Easy way to "debunk" someone:
1) Say they said something they didn't say
2) Discredit the assumption
3) Then say (*tada*)
Ah, yes, more conspiracy theories.
The article never said "Paid subscription" -- the subscription scheme is only necessary so the patch management system has a way to determine that an optimum number of systems now have the patch in place before distributing the keys and in fact shouldn't be a "paid" system. Some people might NOT want to subscribe, however, because they don't want the vendor to know they are using the software(for whatever reason).
The "stunning hole in the logic" doesn't exist -- the subscriber/non-subscriber patch is same, source can even be included in it. But as many systems as possible are patched immediately upon release of the keys and the OPEN patch is released at the same time as the keys.
There is no patent application on the method -- the publication of the method is a way to introduce it as prior art to prevent someone else from successfully patenting it and allowing any group wanting to distribute secure patches to use it. The subscriber patches only remain secure until the keys are released which actually should be in hours or days (not weeks) depending on the user population size, size of the patch itself, and the vendors network infrastruture available for patch distribution. MEDIAN TIME for a system to be patched would vastly DECREASE.
At last a thread of where people actually get the article. I also think you are the only person who realized "median time to patch" with the solution suggested would actually improve. The reason to improve the average is that some exploits (Slammer for example) cause problems even for those who already did the right thing or are not even using the affected system. Also any workable solution must address the mass of computer users, not just the gearheads who subscribe to patch notifications on their Blackberries.

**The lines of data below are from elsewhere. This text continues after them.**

use crate::*;

/// Cooperates first, then repeats whatever the opponent did last.
#[derive(Debug, Clone)]
pub struct TitForTat {
    name: String,
    memory: Memory,
}

impl TitForTat {
    pub fn new(name: impl Into<String>) -> Self {
        Self {
            name: name.into(),
            memory: Memory::default(),
        }
    }
    pub fn respond(opponent: &Memory) -> Move {
        opponent
            .last()
            .map(Outcome::mine)
            .unwrap_or(Move::Cooperate)
    }
}

#[async_trait::async_trait]
impl Player for TitForTat {
    fn name(&self) -> &str {
        &self.name
    }
    fn memory(&self) -> &Memory {
        &self.memory
    }
    async fn decide(&mut self, opponent: &Memory) -> Result<Move, DecisionError> {
        Ok(Self::respond(opponent))
    }
    fn record(&mut self, outcome: Outcome) {
        self.memory.push(outcome);
    }
}
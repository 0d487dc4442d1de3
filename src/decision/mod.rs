mod error;
mod extract;
mod mode;
mod model;

pub use error::*;
pub use extract::*;
pub use mode::*;
pub use model::*;
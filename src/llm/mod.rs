mod chat;
mod generator;
mod sampling;
#[cfg(test)]
mod scripted;

pub use chat::*;
pub use generator::*;
pub use sampling::*;
#[cfg(test)]
pub use scripted::*;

If an active exploit was discovered, the system could immediately release the keys and those who downloaded the patch already would be instantly immumized.
Most people here didn't read the article. I worte it. There is at least one statement in the article where my tongue was firmly planted in my cheek. Changes by the editor made it into a nonsense statement. As printed: When the exploit is done without a virus, Trojan or worm, it's using an undocumented feature. Original: When the exploit is done without a virus, Trojan or worm, it's called "using an undocumented feature."
Again: Read the original version -- IT WAS A JOKE....
Most people here didn't read the article.
There is at least one statment in the article where my tongue was firmly planted in my cheek. Changes by the editor made it into a nonsense statement.
As printed: When the exploit is done without a virus, Trojan or worm, it's using an undocumented feature.
Original: When the exploit is done without a virus, Trojan or worm, it's called "using an undocumented feature." (Which was a joke the ComputerWorld editor didn't get.... So putz yourself)
1) Please read the article before deciding what "Slow down" means.
2) The article states that patches for active exploits must be released immediately by the vendor. A number of readers missed that.
3) Microsoft with their scheduled "patch day" has implemented a pure "slow down" model -- and I think it is ineffective. People who don't update on the designated day are subject to the same vulnerabiites and having everyone hit the update site at the same time -- effectively creating a denial of service attack of Microsoft's own making. This, in turn, prevents users from updating on a timely basis. The article presents one possible solution to that problem.